> WHAT THE EXERCISE ASKS
The answer is every line of the records that holds the word "Send", copied in full.

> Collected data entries
• • • • •
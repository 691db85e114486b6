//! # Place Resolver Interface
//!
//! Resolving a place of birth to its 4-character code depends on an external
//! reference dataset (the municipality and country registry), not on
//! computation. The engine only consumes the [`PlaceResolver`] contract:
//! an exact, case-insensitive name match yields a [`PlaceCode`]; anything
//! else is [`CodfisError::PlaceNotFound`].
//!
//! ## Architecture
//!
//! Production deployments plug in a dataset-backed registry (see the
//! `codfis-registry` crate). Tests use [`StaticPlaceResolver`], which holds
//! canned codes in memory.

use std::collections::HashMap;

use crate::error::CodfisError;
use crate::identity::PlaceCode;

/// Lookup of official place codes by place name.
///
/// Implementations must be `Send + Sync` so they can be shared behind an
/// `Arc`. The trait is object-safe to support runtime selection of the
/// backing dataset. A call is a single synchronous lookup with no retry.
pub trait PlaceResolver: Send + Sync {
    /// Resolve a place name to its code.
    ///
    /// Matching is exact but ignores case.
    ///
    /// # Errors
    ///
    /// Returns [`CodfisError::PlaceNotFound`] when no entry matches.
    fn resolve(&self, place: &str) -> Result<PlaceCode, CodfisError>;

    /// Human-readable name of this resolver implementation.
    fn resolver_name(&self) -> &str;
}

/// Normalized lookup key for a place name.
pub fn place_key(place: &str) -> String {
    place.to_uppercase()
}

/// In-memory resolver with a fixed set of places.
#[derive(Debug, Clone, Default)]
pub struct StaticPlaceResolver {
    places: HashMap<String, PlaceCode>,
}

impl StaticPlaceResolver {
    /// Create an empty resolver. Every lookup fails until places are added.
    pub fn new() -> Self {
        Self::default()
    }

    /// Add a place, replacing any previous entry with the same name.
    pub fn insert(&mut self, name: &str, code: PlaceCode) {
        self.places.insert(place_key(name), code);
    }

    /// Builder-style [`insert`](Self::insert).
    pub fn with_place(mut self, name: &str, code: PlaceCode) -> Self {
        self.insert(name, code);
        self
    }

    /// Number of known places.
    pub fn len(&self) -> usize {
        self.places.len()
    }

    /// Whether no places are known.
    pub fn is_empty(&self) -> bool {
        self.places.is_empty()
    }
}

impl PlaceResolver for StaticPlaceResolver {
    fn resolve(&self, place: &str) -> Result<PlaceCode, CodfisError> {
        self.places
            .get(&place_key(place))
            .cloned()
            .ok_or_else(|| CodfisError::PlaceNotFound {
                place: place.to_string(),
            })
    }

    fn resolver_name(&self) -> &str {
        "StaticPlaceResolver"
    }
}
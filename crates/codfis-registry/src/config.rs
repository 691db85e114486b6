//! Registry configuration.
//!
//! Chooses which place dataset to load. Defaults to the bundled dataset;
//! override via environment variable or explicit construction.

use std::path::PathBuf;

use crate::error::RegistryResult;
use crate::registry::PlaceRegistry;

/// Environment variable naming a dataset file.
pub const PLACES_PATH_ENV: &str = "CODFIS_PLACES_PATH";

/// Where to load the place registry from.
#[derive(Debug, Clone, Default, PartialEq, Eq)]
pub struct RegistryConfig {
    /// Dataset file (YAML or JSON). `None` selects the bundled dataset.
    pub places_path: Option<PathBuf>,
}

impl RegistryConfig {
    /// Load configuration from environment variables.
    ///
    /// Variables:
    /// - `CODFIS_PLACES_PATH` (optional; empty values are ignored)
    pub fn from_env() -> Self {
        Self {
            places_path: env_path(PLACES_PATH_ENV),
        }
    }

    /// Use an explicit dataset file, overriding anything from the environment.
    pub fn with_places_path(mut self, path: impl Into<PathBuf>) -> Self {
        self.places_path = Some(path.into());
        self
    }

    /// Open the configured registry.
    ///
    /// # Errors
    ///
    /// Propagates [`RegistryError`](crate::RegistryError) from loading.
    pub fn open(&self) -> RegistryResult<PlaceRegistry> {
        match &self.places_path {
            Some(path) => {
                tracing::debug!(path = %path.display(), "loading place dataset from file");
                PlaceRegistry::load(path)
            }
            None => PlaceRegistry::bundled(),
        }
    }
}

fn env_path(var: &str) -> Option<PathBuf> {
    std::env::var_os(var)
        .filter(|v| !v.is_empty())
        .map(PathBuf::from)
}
• • • • •
> FINISHED TASK
/// Implementations must be `Send + Sync` so they can be shared behind an
pub trait PlaceResolver: Send + Sync {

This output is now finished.